Her kaybettiği seçimden sonra ortaya çıkan siyasal zemini Kürt sorununu çözmenin ve demokratikleşmenin zemini değil de tasfiye etme arayışı içine girdi. 12 Haziran genel seçimlerinden sonra da siyasi alanda yaşadığı hezimetin sonuçlarını yok edebilmek için siyasi iradeyi kırmayı öngören kapsamlı saldırılar içinde oldu. Mevcut meclis krizi, meclisi boykot etme durumu buradan ortaya çıktı. Kürt Halk Önderi AKP’nin bu yaklaşımlarını, amaçlarını teşhir etti. Milletvekilleri meclisi boykot ettiler. Siyasi ve askeri alandaki operasyonlara karşı halk ve gerilla belli bir direniş içine girdi. Bu yönlü gelişen mücadeleyi daha da boyutlandırmak üzere 2011 yılını Kürt sorununun çözüm yılı yapabilmek için bu dayatmayı daha da kapsamlı ve derin hale getirmeyi öngördük.
 

2011 çözüm için kader yılı

 
Bu süreç 2009’da başladı. 2010 iyi bir yıldı. 2011 mutlaka sonuç alınması gereken bir yıl konumunda.

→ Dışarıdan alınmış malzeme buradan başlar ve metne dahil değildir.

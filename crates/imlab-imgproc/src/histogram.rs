use imlab_image::{Image, ImageError};
use rayon::prelude::*;

use crate::{color, parallel};

/// Compute the pixel intensity histogram of an image.
///
/// NOTE: this is limited to 8-bit 1-channel images.
///
/// # Arguments
///
/// * `src` - The input image to compute the histogram.
/// * `hist` - The output histogram, counts are added to its current values.
/// * `num_bins` - The number of bins to use for the histogram.
///
/// # Errors
///
/// Returns an error if the number of bins is invalid.
///
/// # Example
///
/// ```
/// use imlab_image::{Image, ImageSize};
/// use imlab_imgproc::histogram::compute_histogram;
///
/// let image = Image::<u8, 1>::new(
///   ImageSize {
///     width: 3,
///     height: 3,
///   },
///   vec![0, 2, 4, 128, 130, 132, 254, 255, 255],
/// ).unwrap();
///
/// let mut histogram = vec![0; 3];
///
/// compute_histogram(&image, &mut histogram, 3).unwrap();
/// assert_eq!(histogram, vec![3, 3, 3]);
/// ```
pub fn compute_histogram(
    src: &Image<u8, 1>,
    hist: &mut [usize],
    num_bins: usize,
) -> Result<(), ImageError> {
    if num_bins == 0 || num_bins > 256 {
        return Err(ImageError::InvalidHistogramBins(num_bins));
    }

    if hist.len() != num_bins {
        return Err(ImageError::InvalidHistogramBins(num_bins));
    }

    let mut bin_lut = [0usize; 256];
    for (i, bin) in bin_lut.iter_mut().enumerate() {
        *bin = (i * num_bins) >> 8;
    }

    let counts = src
        .as_slice()
        .par_chunks(4096)
        .fold(
            || vec![0usize; num_bins],
            |mut local, chunk| {
                for &px in chunk {
                    local[bin_lut[px as usize]] += 1;
                }
                local
            },
        )
        .reduce(
            || vec![0usize; num_bins],
            |mut a, b| {
                for (acc, val) in a.iter_mut().zip(b.iter()) {
                    *acc += val;
                }
                a
            },
        );

    for (h, c) in hist.iter_mut().zip(counts.iter()) {
        *h += c;
    }

    Ok(())
}

/// Build the 256 entry equalization lookup table of a grayscale image.
///
/// The table is `(cdf - cdf_min) * 255 / (cdf_max - cdf_min)`, truncated, where `cdf` is
/// the cumulative 256-bin histogram. An image whose values all fall in a single bin
/// produces an all-zero table.
fn equalization_lut(src: &Image<u8, 1>) -> Result<[u8; 256], ImageError> {
    let mut hist = vec![0usize; 256];
    compute_histogram(src, &mut hist, 256)?;

    let mut cdf = [0usize; 256];
    let mut acc = 0;
    for (c, h) in cdf.iter_mut().zip(hist.iter()) {
        acc += h;
        *c = acc;
    }

    let mut lut = [0u8; 256];

    // the cdf never decreases, so its extremes are the first and last entries
    let (cdf_min, cdf_max) = (cdf[0], cdf[255]);
    let occupied = hist.iter().filter(|&&h| h > 0).count();
    if occupied <= 1 || cdf_max == cdf_min {
        log::debug!("equalization of a flat image, mapping every value to zero");
        return Ok(lut);
    }

    let range = (cdf_max - cdf_min) as f64;
    for (l, &c) in lut.iter_mut().zip(cdf.iter()) {
        *l = ((c - cdf_min) as f64 * 255.0 / range) as u8;
    }

    Ok(lut)
}

/// Equalize the histogram of a grayscale image.
///
/// # Arguments
///
/// * `src` - The input grayscale image.
/// * `dst` - The output equalized image.
///
/// # Errors
///
/// Returns an error if the sizes of `src` and `dst` do not match.
///
/// # Example
///
/// ```
/// use imlab_image::Image;
/// use imlab_imgproc::histogram::equalize_histogram;
///
/// let image = Image::<u8, 1>::new([4, 1].into(), vec![10, 10, 20, 30]).unwrap();
/// let mut dst = Image::<u8, 1>::from_size_val(image.size(), 0).unwrap();
///
/// equalize_histogram(&image, &mut dst).unwrap();
/// assert_eq!(dst.as_slice(), &[127, 127, 191, 255]);
/// ```
pub fn equalize_histogram(src: &Image<u8, 1>, dst: &mut Image<u8, 1>) -> Result<(), ImageError> {
    if src.size() != dst.size() {
        return Err(ImageError::InvalidImageSize(
            src.cols(),
            src.rows(),
            dst.cols(),
            dst.rows(),
        ));
    }

    let lut = equalization_lut(src)?;
    parallel::par_iter_rows_val(src, dst, |&src_val, dst_val| {
        *dst_val = lut[src_val as usize];
    });

    Ok(())
}

/// Equalize the histogram of each channel of an RGB image independently.
pub fn equalize_histogram_rgb(src: &Image<u8, 3>, dst: &mut Image<u8, 3>) -> Result<(), ImageError> {
    if src.size() != dst.size() {
        return Err(ImageError::InvalidImageSize(
            src.cols(),
            src.rows(),
            dst.cols(),
            dst.rows(),
        ));
    }

    let channels = src
        .split_channels()?
        .iter()
        .map(|channel| {
            let mut eq = Image::from_size_val(channel.size(), 0u8)?;
            equalize_histogram(channel, &mut eq)?;
            Ok(eq)
        })
        .collect::<Result<Vec<_>, ImageError>>()?;

    *dst = Image::from_channels(&channels)?;

    Ok(())
}

/// Equalize the value channel of an RGB image in HSV space.
///
/// The image goes through [`color::hsv_from_rgb_u8`], the V channel is equalized and
/// the result is converted back with [`color::rgb_from_hsv_u8`]. Hue and saturation are
/// kept as stored in the 8-bit HSV image.
pub fn equalize_histogram_hsv(src: &Image<u8, 3>, dst: &mut Image<u8, 3>) -> Result<(), ImageError> {
    if src.size() != dst.size() {
        return Err(ImageError::InvalidImageSize(
            src.cols(),
            src.rows(),
            dst.cols(),
            dst.rows(),
        ));
    }

    let mut hsv = Image::<u8, 3>::from_size_val(src.size(), 0)?;
    color::hsv_from_rgb_u8(src, &mut hsv)?;

    let value = hsv.channel(2)?;
    let lut = equalization_lut(&value)?;
    hsv.as_slice_mut()
        .par_chunks_exact_mut(3)
        .for_each(|pixel| pixel[2] = lut[pixel[2] as usize]);

    color::rgb_from_hsv_u8(&hsv, dst)
}

#[cfg(test)]
mod tests {
    use super::*;
    use imlab_image::ImageSize;

    #[test]
    fn test_compute_histogram() -> Result<(), ImageError> {
        let image = Image::new(
            ImageSize {
                width: 3,
                height: 3,
            },
            vec![0, 2, 4, 128, 130, 132, 254, 255, 255],
        )?;

        let mut histogram = vec![0; 3];

        super::compute_histogram(&image, &mut histogram, 3)?;
        assert_eq!(histogram, vec![3, 3, 3]);

        Ok(())
    }

    #[test]
    fn test_compute_histogram_invalid_bins() -> Result<(), ImageError> {
        let image = Image::<u8, 1>::from_size_val([2, 2].into(), 0)?;

        let mut histogram = vec![0; 4];
        assert_eq!(
            compute_histogram(&image, &mut histogram, 0),
            Err(ImageError::InvalidHistogramBins(0))
        );
        assert_eq!(
            compute_histogram(&image, &mut histogram, 3),
            Err(ImageError::InvalidHistogramBins(3))
        );

        Ok(())
    }

    #[test]
    fn test_equalize_histogram_flat() -> Result<(), ImageError> {
        for value in [0, 77, 255] {
            let image = Image::<u8, 1>::from_size_val([5, 4].into(), value)?;
            let mut dst = Image::<u8, 1>::from_size_val(image.size(), 1)?;

            equalize_histogram(&image, &mut dst)?;
            assert!(dst.as_slice().iter().all(|&v| v == 0));
        }

        Ok(())
    }

    #[test]
    fn test_equalize_histogram_spreads_values() -> Result<(), ImageError> {
        // values packed in a narrow band are spread over the whole range
        let data = (0..64).map(|i| 100 + (i % 8) as u8).collect::<Vec<_>>();
        let image = Image::<u8, 1>::new([8, 8].into(), data)?;
        let mut dst = Image::<u8, 1>::from_size_val(image.size(), 0)?;

        equalize_histogram(&image, &mut dst)?;

        // cdf_min is the count of the first bin, which is empty here
        assert_eq!(&dst.as_slice()[..8], &[31, 63, 95, 127, 159, 191, 223, 255]);

        Ok(())
    }

    #[test]
    fn test_equalize_histogram_rgb() -> Result<(), ImageError> {
        #[rustfmt::skip]
        let image = Image::<u8, 3>::new([2, 1].into(), vec![
            10, 50, 9,
            20, 50, 0,
        ])?;
        let mut dst = Image::<u8, 3>::from_size_val(image.size(), 0)?;

        equalize_histogram_rgb(&image, &mut dst)?;

        // red spreads, green is flat, blue starts at the first bin
        assert_eq!(dst.as_slice(), &[127, 0, 255, 255, 0, 0]);

        Ok(())
    }

    #[test]
    fn test_equalize_histogram_hsv_keeps_gray() -> Result<(), ImageError> {
        // gray pixels have no hue or saturation, only their value is equalized
        #[rustfmt::skip]
        let image = Image::<u8, 3>::new([2, 1].into(), vec![
            60, 60, 60,
            90, 90, 90,
        ])?;
        let mut dst = Image::<u8, 3>::from_size_val(image.size(), 0)?;

        equalize_histogram_hsv(&image, &mut dst)?;

        let (first, second) = dst.as_slice().split_at(3);
        assert!(first.iter().all(|&v| v == first[0]));
        assert!(second.iter().all(|&v| v == 255));
        assert!(first[0] >= 126 && first[0] <= 127);

        Ok(())
    }
}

Tabi 2012 geç kalmış olacak. Demokratik çözümü gerçekleştirebilmek, Kürt sorununu çözebilmek, Kürdistan’da ve Ortadoğu’da demokrasi mücadelesi veren bir güç olarak kalabilmek için bu kesinlikle gereklidir. Burada yapılması gereken, hamle sağlanacak gelişmelerdeki başarılara bağlıdır. Bu bakımdan da 2011’i kader yılı olarak çok doğru ve haklı olarak tanımladık. Bunun gereğine göre de adım atmaya çalışıyoruz. Şöyle bir durum stratejik olarak yaşanır hale geldi: Ne olursa olsun mevcut süreçte çözüm gelişmesi gerektiğini dayatan, varlığı buraya bağlı olan bir hareket haline geldik. 

 
Tabi AKP ve soykırım rejimi açısından da bugünlerin, stratejik sonuç alınmadan, oyalamayla geçiştirilmesi gerekiyor. AKP’nin demokratik açılım siyaseti böyle bir oyalama ve siyasi gündemi erteletme, boşa çıkartma siyaseti oluyor.  Bizim de buna tahammülümüz yok. Ne olacaksa 2011 yazında olacak yaklaşımıyla tüm imkânlarımızı seferber ederek Kürt sorununun çözümü temelinde Türkiye’nin demokratikleşmesini dayatmamız gerekiyor. Nitekim taraflar siyasetlerinde net; birbirlerini anlıyorlar da. Çünkü işler açık yürüyor. Hileli desek de işin gizli kapaklı yanı kalmamıştır.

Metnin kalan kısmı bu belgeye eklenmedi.